A total of 8880 patients had a diagnosis of post-traumatic stress disorder during the hospital admission for delivery (prevalence rate, 6.9 per 10,000). The prevalence rate of post-traumatic stress disorder increased from 5.0 to 8.8 per 10,000 deliveries between 2016 and 2019. This increasing trend remained independent in multivariable analysis. The adjusted odds ratio, compared with 2016, was 1.26 (95% confidence interval, 1.19-1.35) for 2017, 1.50 (95% confidence interval, 1.41-1.60) for 2018, and 1.73 (95% confidence interval, 1.63-1.84) for 2019. Severe maternal morbidity occurred in 210,605 (1.6%) patients. Patients who had severe maternal morbidity were more likely to have a diagnosis of post-traumatic stress disorder than those without severe maternal morbidity (12.8 vs 6.8 per 10,000 deliveries; adjusted odds ratio, 1.57; 95% confidence interval, 1.39-1.78) in multivariable analysis. This association remained robust in several subcohort analyses including (1) participants aged ≤35 years (adjusted odds ratio, 1.62; 95% confidence interval, 1.41-1.86), (2) those aged ≤35 years without medical comorbidity (adjusted odds ratio, 2.01; 95% confidence interval, 1.70-2.37), and (3) those aged <35 years without medical comorbidity, cesarean delivery, and preterm delivery (adjusted odds ratio, 4.52; 95% confidence interval, 3.56-5.74).

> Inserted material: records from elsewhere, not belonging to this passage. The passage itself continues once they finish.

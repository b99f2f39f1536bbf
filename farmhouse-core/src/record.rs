//! Local task/event records.
//!
//! These mirror the shape owned by the external task store. The sync engine
//! consumes them and writes back only the sync-related fields (remote id,
//! active flag, completion).

use chrono::{DateTime, NaiveDate, NaiveTime, Utc};
use serde::{Deserialize, Serialize};

use crate::category::Category;

/// Whether a record is a timed calendar event or an (optionally dated) to-do.
#[derive(Debug, Clone, Copy, PartialEq, Eq, Serialize, Deserialize)]
#[serde(rename_all = "snake_case")]
pub enum RecordKind {
    Event,
    Reminder,
}

/// A task or event record from the local store.
#[derive(Debug, Clone, Serialize, Deserialize)]
pub struct LocalRecord {
    /// Stable identifier assigned by the store.
    pub id: i64,
    pub title: String,
    pub description: Option<String>,
    pub kind: RecordKind,
    pub date: Option<NaiveDate>,
    /// Only meaningful for `Event` kind; `Reminder` uses it as an optional
    /// due time-of-day.
    pub start_time: Option<NaiveTime>,
    pub end_time: Option<NaiveTime>,
    pub location: Option<String>,
    pub category: Category,
    /// 1 = highest, `priority_levels` = lowest.
    pub priority: u8,
    pub completed: bool,
    pub completed_at: Option<DateTime<Utc>>,
    /// Soft-delete flag. Inactive records are never pushed.
    pub active: bool,
    /// Remote object identifier, persisted after the first successful push
    /// or assigned during a pull.
    pub remote_id: Option<String>,
    /// Minutes before the due moment to fire a reminder. `Reminder` only.
    pub reminder_offsets: Vec<i64>,
}

/// The shape used to create a record during the pull phase.
#[derive(Debug, Clone, Serialize, Deserialize)]
pub struct NewRecord {
    pub title: String,
    pub description: Option<String>,
    pub kind: RecordKind,
    pub date: Option<NaiveDate>,
    pub start_time: Option<NaiveTime>,
    pub end_time: Option<NaiveTime>,
    pub location: Option<String>,
    pub category: Category,
    pub priority: u8,
    pub completed: bool,
    /// The remote identifier the new record is linked to.
    pub remote_id: String,
    pub reminder_offsets: Vec<i64>,
}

There has been a gradual increase in the number of patients with a diagnosis of post-traumatic stress disorder at delivery in recent years among those without other mental health or substance use conditions. These data suggest that there is a possible association between severe maternal morbidity and post-traumatic stress disorder.

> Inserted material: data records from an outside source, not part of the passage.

//! The sync orchestrator.
//!
//! One cycle is connect → fetch → push → deletion-detection → pull, run to
//! completion before the next trigger. The local store is authoritative for
//! content; the remote side is authoritative only for completion and for
//! existence (a deletion there propagates back as a soft-delete here).

use std::collections::HashMap;

use chrono::{Duration, Utc};
use tokio::sync::Mutex;
use tracing::{error, info, warn};

use farmhouse_core::{
    LocalRecord, ObjectKind, RemoteIndex, RemoteObject, SyncResult, encode_record, local_task_id,
    remote_uid,
};

use crate::caldav::CalDavRemote;
use crate::config::SyncConfig;
use crate::remote::RemoteCalendar;
use crate::store::TaskStore;

/// Summary of one sync cycle, returned to the caller for observability.
#[derive(Debug, Default, Clone, PartialEq, Eq, serde::Serialize)]
pub struct SyncReport {
    /// Objects created remotely plus records created locally by the pull phase.
    pub created: usize,
    /// Remote objects rewritten, and completions reconciled from remote.
    pub updated: usize,
    /// Records soft-deleted because their remote counterpart disappeared.
    pub deleted: usize,
    /// Items examined and left untouched.
    pub skipped: usize,
    /// Per-item failures absorbed during the cycle.
    pub errors: usize,
}

impl SyncReport {
    /// True when the cycle changed nothing on either side.
    pub fn is_noop(&self) -> bool {
        self.created == 0 && self.updated == 0 && self.deleted == 0 && self.errors == 0
    }
}

impl std::fmt::Display for SyncReport {
    fn fmt(&self, f: &mut std::fmt::Formatter<'_>) -> std::fmt::Result {
        write!(
            f,
            "created {}, updated {}, deleted {}, skipped {}, errors {}",
            self.created, self.updated, self.deleted, self.skipped, self.errors
        )
    }
}

/// The sync engine for one configured account.
///
/// Construct once and call [`run_cycle`](Self::run_cycle) from the external
/// scheduler. Cycles are serialized by an internal lock in case the scheduler
/// cannot guarantee non-overlap.
pub struct SyncEngine {
    config: SyncConfig,
    cycle_lock: Mutex<()>,
}

impl SyncEngine {
    pub fn new(config: SyncConfig) -> Self {
        SyncEngine {
            config,
            cycle_lock: Mutex::new(()),
        }
    }

    /// Run one full cycle against the configured CalDAV server.
    ///
    /// Fails fast, with zero side effects, when the remote is unreachable or
    /// no collection can be resolved. Everything after that point is absorbed
    /// into the report's error count.
    pub async fn run_cycle<S: TaskStore>(&self, store: &mut S) -> SyncResult<SyncReport> {
        let _guard = self.cycle_lock.lock().await;
        let remote = CalDavRemote::connect(&self.config).await?;
        Ok(self.run_phases(store, &remote).await)
    }

    /// The phases after connect, against any [`RemoteCalendar`].
    pub async fn run_phases<S: TaskStore, R: RemoteCalendar>(
        &self,
        store: &mut S,
        remote: &R,
    ) -> SyncReport {
        let mut report = SyncReport::default();

        let codec = match self.config.codec() {
            Ok(codec) => codec,
            Err(e) => {
                error!(error = %e, "cannot build codec, aborting cycle");
                report.errors += 1;
                return report;
            }
        };

        // Fetch. Without the complete listing, deletion detection would
        // misfire, so a failed fetch ends the cycle here.
        let mut listing = Vec::new();
        for kind in [ObjectKind::ScheduledEvent, ObjectKind::ActionItem] {
            match remote.list_objects(kind, None).await {
                Ok(objects) => listing.extend(objects),
                Err(e) => {
                    error!(?kind, error = %e, "failed to fetch remote listing, aborting cycle");
                    report.errors += 1;
                    return report;
                }
            }
        }
        let index = RemoteIndex::new(listing, &self.config.namespace);

        let records = match store.active_records(self.config.sync_window_days) {
            Ok(records) => records,
            Err(e) => {
                error!(error = %e, "failed to read local records, aborting cycle");
                report.errors += 1;
                return report;
            }
        };

        // Push phase: local content wins for everything it owns.
        for record in &records {
            if let Some(uid) = &record.remote_id {
                if !index.contains(uid) {
                    // Gone from the remote side; deletion detection handles it.
                    continue;
                }
                if local_task_id(uid, &self.config.namespace).is_none() {
                    // Pulled from an externally-owned object: never push a
                    // duplicate on top of it.
                    report.skipped += 1;
                    continue;
                }
            }

            let uid = record
                .remote_id
                .clone()
                .unwrap_or_else(|| remote_uid(record.id, &self.config.namespace));
            let existing = index.get(&uid);

            if let Some(object) = existing {
                if object.matches_record(record) {
                    report.skipped += 1;
                    continue;
                }
            }
            let sequence = existing.map(|o| o.sequence + 1).unwrap_or(0);

            let ics = match encode_record(record, &codec, sequence) {
                Ok(ics) => ics,
                Err(e) => {
                    warn!(record_id = record.id, error = %e, "failed to encode record");
                    report.errors += 1;
                    continue;
                }
            };
            match remote.upsert(&uid, &ics).await {
                Ok(()) => {
                    if record.remote_id.is_none() {
                        if let Err(e) = store.set_remote_id(record.id, &uid) {
                            warn!(record_id = record.id, error = %e, "failed to persist remote id");
                            report.errors += 1;
                            continue;
                        }
                        report.created += 1;
                    } else {
                        report.updated += 1;
                    }
                }
                Err(e) => {
                    warn!(record_id = record.id, uid, error = %e, "failed to push record");
                    report.errors += 1;
                }
            }
        }

        // Deletion detection: a linked record whose identifier vanished from
        // the listing was deleted on the remote side. Records first pushed in
        // this cycle are not candidates; their remote_id was unset in the
        // snapshot taken above.
        for record in &records {
            if let Some(uid) = &record.remote_id {
                if !index.contains(uid) {
                    match store.mark_inactive(record.id) {
                        Ok(()) => {
                            info!(record_id = record.id, uid, "remote object gone, deactivating record");
                            report.deleted += 1;
                        }
                        Err(e) => {
                            warn!(record_id = record.id, error = %e, "failed to deactivate record");
                            report.errors += 1;
                        }
                    }
                }
            }
        }

        // Pull phase: adopt externally-created objects, and reconcile
        // completion (the one field the remote side is trusted for).
        //
        // The link maps only cover the windowed snapshot, so an object dated
        // out of the window must never be adopted: its record may exist
        // outside the snapshot, and re-creating it would duplicate a record
        // on every cycle.
        let window_cutoff = (Utc::now() - Duration::days(self.config.sync_window_days)).date_naive();
        let by_task_id: HashMap<i64, &LocalRecord> =
            records.iter().map(|r| (r.id, r)).collect();
        let by_remote_id: HashMap<&str, &LocalRecord> = records
            .iter()
            .filter_map(|r| r.remote_id.as_deref().map(|uid| (uid, r)))
            .collect();

        for object in index.external() {
            let linked = object
                .source_task_id
                .and_then(|id| by_task_id.get(&id))
                .or_else(|| by_remote_id.get(object.uid.as_str()));

            match linked {
                Some(record) => {
                    if object.completed && !record.completed {
                        self.reconcile_completion(store, remote, record, object, &mut report)
                            .await;
                    } else {
                        report.skipped += 1;
                    }
                }
                None => {
                    if object.due_date.is_some_and(|d| d < window_cutoff) {
                        report.skipped += 1;
                        continue;
                    }
                    match store.create_record(object.to_new_record()) {
                        Ok(created) => {
                            info!(record_id = created.id, uid = %object.uid, "pulled external object");
                            report.created += 1;
                        }
                        Err(e) => {
                            warn!(uid = %object.uid, error = %e, "failed to create record from pull");
                            report.errors += 1;
                        }
                    }
                }
            }
        }

        info!(%report, "sync cycle finished");
        report
    }

    /// The remote side marked a linked object completed: complete the record,
    /// then remove the object so the next cycle does not re-process it.
    async fn reconcile_completion<S: TaskStore, R: RemoteCalendar>(
        &self,
        store: &mut S,
        remote: &R,
        record: &LocalRecord,
        object: &RemoteObject,
        report: &mut SyncReport,
    ) {
        if let Err(e) = store.mark_completed(record.id, Utc::now()) {
            warn!(record_id = record.id, error = %e, "failed to mark record completed");
            report.errors += 1;
            return;
        }
        if let Err(e) = remote.delete(&object.uid).await {
            warn!(uid = %object.uid, error = %e, "failed to delete completed remote object");
            report.errors += 1;
            return;
        }
        info!(record_id = record.id, uid = %object.uid, "completion reconciled from remote");
        report.updated += 1;
    }
}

孕产妇严重发病是指妊娠最严重的并发症。目前正在积极研究孕产妇严重发病是否与创伤后应激障碍有关。
本研究旨在探讨孕产妇严重发病与分娩时创伤后应激障碍之间的关联。
这是一项回顾性队列研究,查询了医疗保健成本和利用项目的全国住院患者样本,其中包括2016年1月至2019年12月期间进行阴道分娩或剖宫产的12,857,721名患者,用于全国估计。排除患有创伤后应激障碍和物质使用障碍以外的精神健康状况的患者。孕产妇严重发病根据疾病控制和预防中心的定义(共21项指标)进行定义。主要结局是与创伤后应激障碍相关的趋势和特征,采用多变量二元逻辑回归模型进行评估。敏感性分析包括仅限于按临床和产科人口统计学分类的患者的亚队列评估。

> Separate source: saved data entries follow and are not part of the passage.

//! Error types for the Farmhouse sync engine.

use thiserror::Error;

/// Errors that can occur during a sync cycle.
#[derive(Error, Debug)]
pub enum SyncError {
    /// Remote server unreachable or credentials rejected. Aborts the cycle.
    #[error("Connection error: {0}")]
    Connection(String),

    /// Bad engine configuration, or no usable calendar collection exists.
    #[error("Configuration error: {0}")]
    Config(String),

    /// Timeout or server-side failure. Retried once per item, then counted
    /// as a per-item failure.
    #[error("Transient remote error: {0}")]
    Transient(String),

    /// Wire text that does not parse as a scheduling object.
    #[error("Malformed object: {0}")]
    MalformedObject(String),

    #[error("ICS generation error: {0}")]
    IcsGenerate(String),

    /// Write to the local task store failed.
    #[error("Task store error: {0}")]
    Store(String),

    #[error("IO error: {0}")]
    Io(#[from] std::io::Error),
}

/// Result type alias for sync operations.
pub type SyncResult<T> = Result<T, SyncError>;
//! Identity resolution between local records and remote objects.
//!
//! Every object this engine creates carries a deterministic identifier of the
//! form `origin-task-<id>@<namespace>`. Anything else in the collection was
//! created elsewhere (a phone client, another app) and is a pull candidate.

use std::collections::HashMap;

use crate::remote_object::RemoteObject;

const UID_PREFIX: &str = "origin-task-";

/// The deterministic remote identifier for a local record.
pub fn remote_uid(task_id: i64, namespace: &str) -> String {
    format!("{UID_PREFIX}{task_id}@{namespace}")
}

/// Strict inverse of [`remote_uid`]: the originating task id, if this
/// identifier was assigned by the engine under the given namespace.
pub fn local_task_id(uid: &str, namespace: &str) -> Option<i64> {
    let rest = uid.strip_prefix(UID_PREFIX)?;
    let (id, ns) = rest.split_once('@')?;
    if ns != namespace {
        return None;
    }
    id.parse().ok()
}

/// A classified snapshot of the remote listing.
///
/// Pure function of the fetched objects; never mutates state. The orchestrator
/// uses `contains` for deletion detection and `external` for the pull phase.
pub struct RemoteIndex {
    by_uid: HashMap<String, RemoteObject>,
    namespace: String,
}

impl RemoteIndex {
    pub fn new(listing: Vec<RemoteObject>, namespace: &str) -> Self {
        RemoteIndex {
            by_uid: listing.into_iter().map(|o| (o.uid.clone(), o)).collect(),
            namespace: namespace.to_string(),
        }
    }

    /// Whether the identifier is currently present on the remote side.
    pub fn contains(&self, uid: &str) -> bool {
        self.by_uid.contains_key(uid)
    }

    pub fn get(&self, uid: &str) -> Option<&RemoteObject> {
        self.by_uid.get(uid)
    }

    /// Objects whose identifier was assigned by this engine.
    pub fn locally_originated(&self) -> impl Iterator<Item = &RemoteObject> {
        self.by_uid
            .values()
            .filter(|o| local_task_id(&o.uid, &self.namespace).is_some())
    }

    /// Objects created by another client. Pull candidates.
    pub fn external(&self) -> impl Iterator<Item = &RemoteObject> {
        self.by_uid
            .values()
            .filter(|o| local_task_id(&o.uid, &self.namespace).is_none())
    }

    pub fn len(&self) -> usize {
        self.by_uid.len()
    }

    pub fn is_empty(&self) -> bool {
        self.by_uid.is_empty()
    }
}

共有8880名患者在分娩住院期间被诊断为创伤后应激障碍(患病率为每10,000人中有6.9人)。2016年至2019年期间,创伤后应激障碍的患病率从每10,000次分娩中的5.0人增加到8.8人。在多变量分析中,这种上升趋势仍然独立存在。与2016年相比,2017年的调整优势比为1.26(95%置信区间,1.19 - 1.35),2018年为1.50(95%置信区间,1.41 - 1.60),2019年为1.73(95%置信区间,1.63 - 1.84)。210,605名(1.6%)患者发生了孕产妇严重发病。在多变量分析中,发生孕产妇严重发病的患者比未发生孕产妇严重发病的患者更有可能被诊断为创伤后应激障碍(每10,000次分娩中分别为12.8人和6.8人;调整优势比为1.57;95%置信区间,1.39 - 1.78)。在包括(1)年龄≤35岁的参与者(调整优势比,1.62;95%置信区间,1.41 - 1.86)、(2)年龄≤35岁且无合并症的参与者(调整优势比,2.01;95%置信区间,1.70 - 2.37)以及(3)年龄<35岁、无合并症、剖宫产和早产的参与者(调整优势比,4.52;95%置信区间,3.56 - 5.74)在内的几个亚队列分析中,这种关联仍然很强。
近年来,在没有其他精神健康或物质使用状况的人群中,分娩时被诊断为创伤后应激障碍的患者数量逐渐增加。这些数据表明孕产妇严重发病与创伤后应激障碍之间可能存在关联。